GPT-2 2-Node Distributed Training, Profiling, and Optimization

This repo contains a small distributed-training harness for GPT-2 on NYU Big Purple. It launches multi-node runs through Slurm, writes structured artifacts per run, supports optional Nsight Systems profiling, and includes a communication-focused DeepSpeed tuning change that improved throughput by about 19.5% under fixed-work conditions.

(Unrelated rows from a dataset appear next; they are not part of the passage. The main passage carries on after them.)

//! Error types for the tenancy engine.
//!
//! This module provides a unified error type [`TenancyError`] for all tenancy
//! operations, along with a convenient [`Result`] type alias.
//!
//! # Error Categories
//!
//! - **Tenant lookup**: missing or inactive tenants
//! - **Isolation**: namespace provisioning, session acquisition, DDL failures
//! - **Configuration**: invalid strategy combinations, rejected at construction
//! - **Migration**: per-tenant migration failures (non-fatal to a batch)
//! - **Admission**: rate limits and quotas
//! - **Security**: detected cross-tenant leakage (always fatal, never retried)
//!
//! # Example
//!
//! ```rust
//! use tenancy::error::{Result, TenancyError};
//!
//! fn lookup(id: &str) -> Result<()> {
//!     if id.is_empty() {
//!         return Err(TenancyError::TenantNotFound("".into()));
//!     }
//!     Ok(())
//! }
//!
//! fn handle(err: &TenancyError) {
//!     if err.is_security_critical() {
//!         eprintln!("ALERT: {}", err);
//!     } else if err.is_retryable() {
//!         println!("retrying...");
//!     }
//! }
//! ```

use std::io;
use thiserror::Error;

/// Main error type for tenancy operations.
#[derive(Error, Debug)]
pub enum TenancyError {
    // Tenant lookup errors
    #[error("Tenant not found: {0}")]
    TenantNotFound(String),

    #[error("Tenant {tenant_id} is {status}")]
    TenantInactive { tenant_id: String, status: String },

    #[error("Tenant already exists: {0}")]
    AlreadyExists(String),

    // Context errors
    #[error("No tenant context is set for the current task")]
    ContextNotSet,

    // Isolation errors
    #[error("Isolation operation failed: {operation} (tenant: {tenant_id:?}): {reason}")]
    Isolation {
        operation: String,
        tenant_id: Option<String>,
        reason: String,
    },

    #[error(
        "SECURITY: potential data leakage in {operation}: expected tenant {expected_tenant}, got {actual_tenant}"
    )]
    DataLeakage {
        operation: String,
        expected_tenant: String,
        actual_tenant: String,
    },

    // Configuration errors
    #[error("Invalid configuration: {field}: {reason}")]
    InvalidConfig { field: String, reason: String },

    #[error("Configuration error: {0}")]
    Config(String),

    // Migration errors
    #[error("Migration failed for tenant {tenant_id} during {operation}: {reason}")]
    Migration {
        tenant_id: String,
        operation: String,
        reason: String,
    },

    // Admission errors
    #[error("Rate limit exceeded for tenant {tenant_id}: {limit} requests per {window_secs}s")]
    RateLimitExceeded {
        tenant_id: String,
        limit: u32,
        window_secs: u64,
    },

    #[error("Quota exceeded for tenant {tenant_id}: {quota} usage {current} exceeds limit {limit}")]
    QuotaExceeded {
        tenant_id: String,
        quota: String,
        current: u64,
        limit: u64,
    },

    // Connection errors
    #[error("Database connection failed for tenant {tenant_id}: {reason}")]
    DatabaseConnection { tenant_id: String, reason: String },

    // Validation errors
    #[error("Validation error: {0}")]
    Validation(String),

    #[error("Invalid state: {0}")]
    InvalidState(String),

    // Storage and serialization
    #[error("Storage error: {0}")]
    Storage(String),

    #[error("Serialization error: {0}")]
    Serialization(String),

    #[error("IO error: {0}")]
    Io(#[from] io::Error),

    #[error("Internal error: {0}")]
    Internal(String),
}

impl TenancyError {
    /// Convenience constructor for isolation failures.
    pub fn isolation(
        operation: impl Into<String>,
        tenant_id: Option<&str>,
        reason: impl Into<String>,
    ) -> Self {
        TenancyError::Isolation {
            operation: operation.into(),
            tenant_id: tenant_id.map(str::to_string),
            reason: reason.into(),
        }
    }

    /// Seconds a caller should wait before retrying a rate-limited request.
    ///
    /// Returns `None` for every other error kind.
    pub fn retry_after(&self) -> Option<u64> {
        match self {
            TenancyError::RateLimitExceeded { window_secs, .. } => Some(*window_secs),
            _ => None,
        }
    }

    /// Check if the error is transient and the operation may be retried.
    pub fn is_retryable(&self) -> bool {
        matches!(
            self,
            TenancyError::DatabaseConnection { .. }
                | TenancyError::RateLimitExceeded { .. }
                | TenancyError::Storage(_)
        )
    }

    /// Check if the error indicates a violated isolation invariant.
    ///
    /// Security-critical errors must surface to operators immediately and are
    /// never retried automatically.
    pub fn is_security_critical(&self) -> bool {
        matches!(self, TenancyError::DataLeakage { .. })
    }
}

impl From<serde_json::Error> for TenancyError {
    fn from(e: serde_json::Error) -> Self {
        TenancyError::Serialization(e.to_string())
    }
}

/// Result type alias for tenancy operations.
pub type Result<T> = std::result::Result<T, TenancyError>;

The point of the project is not just to train GPT-2. It is to make multi-node runs comparable, inspectable, and easier to debug.

Architecture

flowchart TD
    A[Slurm launcher<br/>scripts/slurm/run_2node_8gpu.sbatch] --> B[srun / torchrun<br/>rank and rendezvous setup]
    B --> C[Distributed training workers<br/>src/gpt2.py]

    C --> D[Dataset + train/val loop]
    C --> E[DeepSpeed + torch.distributed]
    E --> F[NCCL / CUDA / 2 nodes x 8 V100]

    A --> G[Optional debug / profiling toggles<br/>NSYS, NCCL_LOGS, DIST_DEBUG]
    G --> B

    C --> H[training_metrics.json]
    C --> I[launcher_metadata.json]
    C --> J[RUN_COMPLETE.txt]
    B --> K[profiles/nsys_*.nsys-rep]
    B --> L[nccl_rank_*.log / nccl_topo.xml / ibstat.txt / topo.txt]

    K --> M[nsys stats text export]
    M --> N[scripts/profiling/parse_nsys_stats.py]
    N --> O[profiles/profile_summary.json]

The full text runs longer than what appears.